Could you count how many lines of the data include "BeaconConfigError" and answer with the number only?

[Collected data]
|---|
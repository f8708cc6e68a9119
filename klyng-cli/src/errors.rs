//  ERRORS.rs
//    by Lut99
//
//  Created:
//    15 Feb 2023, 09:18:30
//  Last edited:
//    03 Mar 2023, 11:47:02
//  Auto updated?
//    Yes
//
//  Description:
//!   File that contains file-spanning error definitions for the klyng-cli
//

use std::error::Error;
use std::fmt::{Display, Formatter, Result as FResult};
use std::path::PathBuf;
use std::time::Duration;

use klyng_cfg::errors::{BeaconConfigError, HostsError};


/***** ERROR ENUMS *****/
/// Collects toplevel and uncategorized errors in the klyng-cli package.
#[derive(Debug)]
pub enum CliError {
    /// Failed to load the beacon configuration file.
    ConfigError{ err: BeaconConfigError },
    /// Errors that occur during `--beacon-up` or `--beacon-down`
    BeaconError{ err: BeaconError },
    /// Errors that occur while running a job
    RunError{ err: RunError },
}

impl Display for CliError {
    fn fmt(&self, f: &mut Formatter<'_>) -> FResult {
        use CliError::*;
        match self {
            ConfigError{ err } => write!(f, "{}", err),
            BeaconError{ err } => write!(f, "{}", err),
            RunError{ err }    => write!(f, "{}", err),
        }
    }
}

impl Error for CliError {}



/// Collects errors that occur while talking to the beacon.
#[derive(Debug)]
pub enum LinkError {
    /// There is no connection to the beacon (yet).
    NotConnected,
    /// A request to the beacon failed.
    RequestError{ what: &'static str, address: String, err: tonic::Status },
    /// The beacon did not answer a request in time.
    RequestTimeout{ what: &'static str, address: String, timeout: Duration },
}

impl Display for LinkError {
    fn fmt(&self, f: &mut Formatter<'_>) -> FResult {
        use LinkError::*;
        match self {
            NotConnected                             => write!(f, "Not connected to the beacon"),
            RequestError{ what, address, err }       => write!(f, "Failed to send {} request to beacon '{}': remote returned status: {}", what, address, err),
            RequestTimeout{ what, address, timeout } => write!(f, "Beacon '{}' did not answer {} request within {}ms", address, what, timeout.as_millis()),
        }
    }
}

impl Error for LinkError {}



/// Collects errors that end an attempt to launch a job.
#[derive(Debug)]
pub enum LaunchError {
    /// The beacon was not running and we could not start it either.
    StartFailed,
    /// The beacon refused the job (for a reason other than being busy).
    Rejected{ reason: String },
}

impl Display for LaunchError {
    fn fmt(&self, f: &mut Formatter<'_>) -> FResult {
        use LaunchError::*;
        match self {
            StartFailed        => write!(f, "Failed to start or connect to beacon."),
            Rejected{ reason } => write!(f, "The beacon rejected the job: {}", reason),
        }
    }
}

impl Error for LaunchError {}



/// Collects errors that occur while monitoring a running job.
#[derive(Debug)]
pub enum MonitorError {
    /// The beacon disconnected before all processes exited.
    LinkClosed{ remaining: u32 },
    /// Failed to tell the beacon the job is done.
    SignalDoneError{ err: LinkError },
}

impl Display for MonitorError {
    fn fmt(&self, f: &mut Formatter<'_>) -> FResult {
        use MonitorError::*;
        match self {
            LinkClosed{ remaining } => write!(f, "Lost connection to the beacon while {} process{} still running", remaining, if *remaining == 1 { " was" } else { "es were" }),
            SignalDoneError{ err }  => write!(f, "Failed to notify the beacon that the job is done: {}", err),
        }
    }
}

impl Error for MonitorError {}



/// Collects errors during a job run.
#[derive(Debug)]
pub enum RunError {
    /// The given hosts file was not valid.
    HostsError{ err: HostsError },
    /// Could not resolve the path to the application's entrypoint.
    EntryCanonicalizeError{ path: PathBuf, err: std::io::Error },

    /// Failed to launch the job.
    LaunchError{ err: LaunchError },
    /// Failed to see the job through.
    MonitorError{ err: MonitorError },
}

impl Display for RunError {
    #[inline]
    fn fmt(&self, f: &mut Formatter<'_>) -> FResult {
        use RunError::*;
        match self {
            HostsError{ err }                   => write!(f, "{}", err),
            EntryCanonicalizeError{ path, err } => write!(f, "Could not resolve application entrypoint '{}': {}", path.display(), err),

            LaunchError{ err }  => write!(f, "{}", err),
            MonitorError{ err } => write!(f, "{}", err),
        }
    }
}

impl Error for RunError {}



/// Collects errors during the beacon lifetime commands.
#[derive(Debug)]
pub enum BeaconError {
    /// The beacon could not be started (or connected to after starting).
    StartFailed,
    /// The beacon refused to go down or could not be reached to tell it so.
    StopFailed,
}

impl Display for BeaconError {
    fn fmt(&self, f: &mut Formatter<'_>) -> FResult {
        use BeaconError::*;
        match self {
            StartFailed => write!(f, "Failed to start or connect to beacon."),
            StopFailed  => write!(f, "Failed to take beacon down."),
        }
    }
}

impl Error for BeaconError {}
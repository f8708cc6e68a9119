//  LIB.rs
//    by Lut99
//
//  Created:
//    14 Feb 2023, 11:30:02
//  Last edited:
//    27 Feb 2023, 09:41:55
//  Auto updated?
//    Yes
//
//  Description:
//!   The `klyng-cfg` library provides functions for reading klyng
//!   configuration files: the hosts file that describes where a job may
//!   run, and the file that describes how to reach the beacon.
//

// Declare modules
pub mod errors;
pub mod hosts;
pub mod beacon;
|---|
SOLUTION BELOW: 2